#### Collected data:
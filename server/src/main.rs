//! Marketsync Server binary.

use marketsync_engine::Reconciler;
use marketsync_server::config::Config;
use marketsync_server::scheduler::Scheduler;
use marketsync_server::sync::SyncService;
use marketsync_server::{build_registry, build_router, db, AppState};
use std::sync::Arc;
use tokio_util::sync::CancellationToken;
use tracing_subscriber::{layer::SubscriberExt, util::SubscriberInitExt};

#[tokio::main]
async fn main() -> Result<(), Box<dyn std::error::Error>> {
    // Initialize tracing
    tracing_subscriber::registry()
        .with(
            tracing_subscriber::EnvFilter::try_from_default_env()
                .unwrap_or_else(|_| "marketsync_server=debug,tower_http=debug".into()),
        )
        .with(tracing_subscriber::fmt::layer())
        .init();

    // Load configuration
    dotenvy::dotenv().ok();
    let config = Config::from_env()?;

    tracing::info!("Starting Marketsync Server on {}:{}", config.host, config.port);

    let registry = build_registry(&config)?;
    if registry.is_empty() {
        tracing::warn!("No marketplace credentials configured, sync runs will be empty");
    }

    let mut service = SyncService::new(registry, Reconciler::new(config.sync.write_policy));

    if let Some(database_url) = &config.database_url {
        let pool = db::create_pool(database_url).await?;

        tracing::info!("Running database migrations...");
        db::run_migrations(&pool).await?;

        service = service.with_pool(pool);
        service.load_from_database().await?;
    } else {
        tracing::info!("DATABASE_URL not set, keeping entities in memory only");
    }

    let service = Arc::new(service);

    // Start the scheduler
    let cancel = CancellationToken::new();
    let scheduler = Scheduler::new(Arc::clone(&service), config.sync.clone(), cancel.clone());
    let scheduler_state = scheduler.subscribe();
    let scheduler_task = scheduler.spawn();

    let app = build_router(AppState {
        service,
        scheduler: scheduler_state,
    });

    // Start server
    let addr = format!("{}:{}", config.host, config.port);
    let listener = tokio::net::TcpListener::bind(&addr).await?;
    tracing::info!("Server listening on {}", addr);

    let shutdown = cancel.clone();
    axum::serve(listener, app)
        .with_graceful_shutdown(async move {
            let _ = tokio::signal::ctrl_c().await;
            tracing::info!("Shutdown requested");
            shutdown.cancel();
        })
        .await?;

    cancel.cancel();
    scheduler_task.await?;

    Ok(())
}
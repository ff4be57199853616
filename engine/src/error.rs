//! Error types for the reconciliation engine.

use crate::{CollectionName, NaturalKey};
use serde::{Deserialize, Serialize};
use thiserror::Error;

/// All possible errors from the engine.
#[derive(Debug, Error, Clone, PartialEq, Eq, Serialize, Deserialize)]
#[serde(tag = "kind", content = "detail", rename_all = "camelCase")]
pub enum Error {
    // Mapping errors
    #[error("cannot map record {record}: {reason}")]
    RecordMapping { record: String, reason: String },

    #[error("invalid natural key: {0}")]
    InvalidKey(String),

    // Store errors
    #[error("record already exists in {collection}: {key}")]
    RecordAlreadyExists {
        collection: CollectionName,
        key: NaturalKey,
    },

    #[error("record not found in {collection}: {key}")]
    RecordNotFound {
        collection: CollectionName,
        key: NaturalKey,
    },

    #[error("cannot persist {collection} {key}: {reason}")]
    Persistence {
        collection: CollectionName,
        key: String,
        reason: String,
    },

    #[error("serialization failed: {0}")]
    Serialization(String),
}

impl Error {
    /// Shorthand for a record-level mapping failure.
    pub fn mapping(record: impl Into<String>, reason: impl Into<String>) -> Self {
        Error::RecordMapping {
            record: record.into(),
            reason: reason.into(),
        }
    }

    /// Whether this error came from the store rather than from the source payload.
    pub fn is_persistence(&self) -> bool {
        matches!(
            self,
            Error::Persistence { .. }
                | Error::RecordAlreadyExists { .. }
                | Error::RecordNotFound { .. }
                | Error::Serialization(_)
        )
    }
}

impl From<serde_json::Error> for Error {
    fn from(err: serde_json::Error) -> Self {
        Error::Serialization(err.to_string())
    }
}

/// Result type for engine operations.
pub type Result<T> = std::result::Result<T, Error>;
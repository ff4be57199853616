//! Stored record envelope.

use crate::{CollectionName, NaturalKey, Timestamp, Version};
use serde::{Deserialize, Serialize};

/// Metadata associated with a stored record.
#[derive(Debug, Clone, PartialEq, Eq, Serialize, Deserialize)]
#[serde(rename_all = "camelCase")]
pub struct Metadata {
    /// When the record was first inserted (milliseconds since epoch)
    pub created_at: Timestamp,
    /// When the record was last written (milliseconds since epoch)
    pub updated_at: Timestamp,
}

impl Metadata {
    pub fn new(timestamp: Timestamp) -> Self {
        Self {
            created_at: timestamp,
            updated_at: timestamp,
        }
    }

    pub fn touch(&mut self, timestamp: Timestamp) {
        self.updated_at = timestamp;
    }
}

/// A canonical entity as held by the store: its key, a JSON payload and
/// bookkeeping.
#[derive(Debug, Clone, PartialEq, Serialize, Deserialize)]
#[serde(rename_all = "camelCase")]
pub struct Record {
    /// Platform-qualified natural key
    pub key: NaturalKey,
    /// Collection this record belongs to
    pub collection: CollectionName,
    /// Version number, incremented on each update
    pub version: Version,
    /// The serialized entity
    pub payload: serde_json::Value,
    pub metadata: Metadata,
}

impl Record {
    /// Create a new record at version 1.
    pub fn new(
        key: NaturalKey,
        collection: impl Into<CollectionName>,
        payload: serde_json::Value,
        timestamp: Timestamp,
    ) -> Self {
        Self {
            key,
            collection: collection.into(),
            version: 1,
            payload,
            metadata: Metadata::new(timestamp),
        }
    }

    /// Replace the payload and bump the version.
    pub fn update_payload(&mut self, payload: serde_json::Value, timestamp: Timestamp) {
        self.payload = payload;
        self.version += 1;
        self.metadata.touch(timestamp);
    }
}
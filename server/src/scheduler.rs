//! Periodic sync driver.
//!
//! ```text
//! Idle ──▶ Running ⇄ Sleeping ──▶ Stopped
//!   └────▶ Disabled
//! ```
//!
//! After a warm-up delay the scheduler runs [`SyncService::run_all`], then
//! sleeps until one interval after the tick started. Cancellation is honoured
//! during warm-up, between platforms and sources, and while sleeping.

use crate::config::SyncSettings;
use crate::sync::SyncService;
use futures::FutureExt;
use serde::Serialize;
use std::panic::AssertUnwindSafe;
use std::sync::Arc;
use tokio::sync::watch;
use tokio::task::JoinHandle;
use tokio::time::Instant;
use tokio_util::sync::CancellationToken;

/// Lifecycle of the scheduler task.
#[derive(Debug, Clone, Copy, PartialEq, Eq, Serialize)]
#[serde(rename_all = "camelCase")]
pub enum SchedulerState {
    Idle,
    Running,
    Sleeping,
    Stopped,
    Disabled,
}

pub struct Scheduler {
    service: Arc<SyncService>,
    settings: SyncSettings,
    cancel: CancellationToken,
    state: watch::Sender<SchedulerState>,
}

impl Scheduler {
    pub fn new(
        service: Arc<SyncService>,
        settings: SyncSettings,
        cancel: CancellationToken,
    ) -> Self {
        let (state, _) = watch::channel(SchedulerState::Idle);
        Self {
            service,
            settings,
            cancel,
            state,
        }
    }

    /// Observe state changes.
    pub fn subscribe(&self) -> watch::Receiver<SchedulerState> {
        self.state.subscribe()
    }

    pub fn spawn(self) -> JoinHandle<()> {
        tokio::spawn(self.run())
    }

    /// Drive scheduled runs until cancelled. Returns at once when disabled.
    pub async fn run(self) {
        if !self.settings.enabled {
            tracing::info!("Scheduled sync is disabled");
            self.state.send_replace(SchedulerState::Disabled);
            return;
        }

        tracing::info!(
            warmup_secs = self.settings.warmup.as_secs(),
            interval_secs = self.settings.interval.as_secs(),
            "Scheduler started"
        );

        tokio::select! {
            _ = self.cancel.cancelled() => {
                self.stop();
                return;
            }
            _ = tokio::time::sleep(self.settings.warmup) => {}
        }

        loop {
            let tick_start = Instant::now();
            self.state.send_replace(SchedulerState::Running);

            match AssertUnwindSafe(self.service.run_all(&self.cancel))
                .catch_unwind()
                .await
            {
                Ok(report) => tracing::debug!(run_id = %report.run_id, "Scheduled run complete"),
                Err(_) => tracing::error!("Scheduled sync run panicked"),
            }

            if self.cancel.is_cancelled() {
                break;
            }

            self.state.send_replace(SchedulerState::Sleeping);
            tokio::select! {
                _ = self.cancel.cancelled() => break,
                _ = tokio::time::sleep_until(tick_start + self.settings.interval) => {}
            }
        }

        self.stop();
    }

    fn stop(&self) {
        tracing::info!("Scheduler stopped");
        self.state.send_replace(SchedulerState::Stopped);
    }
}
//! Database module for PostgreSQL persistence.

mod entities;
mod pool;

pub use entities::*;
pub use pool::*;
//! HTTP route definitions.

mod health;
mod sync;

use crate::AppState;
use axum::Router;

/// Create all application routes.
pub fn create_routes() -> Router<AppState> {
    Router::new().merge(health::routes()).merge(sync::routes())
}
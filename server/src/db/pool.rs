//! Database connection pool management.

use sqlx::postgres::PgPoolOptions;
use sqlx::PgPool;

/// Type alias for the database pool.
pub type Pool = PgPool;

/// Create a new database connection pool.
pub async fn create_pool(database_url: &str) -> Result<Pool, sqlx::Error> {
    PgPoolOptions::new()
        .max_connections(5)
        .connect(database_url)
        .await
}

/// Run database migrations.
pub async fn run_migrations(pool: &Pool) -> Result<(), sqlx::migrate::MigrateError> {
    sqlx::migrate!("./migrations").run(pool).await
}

#### TASK OBJECTIVE:
Copy the lines that hold the word "host". Take them from the records above.

#### RESULT OF THIS TASK:
    tracing::info!("Starting Marketsync Server on {}:{}", config.host, config.port);
    let addr = format!("{}:{}", config.host, config.port);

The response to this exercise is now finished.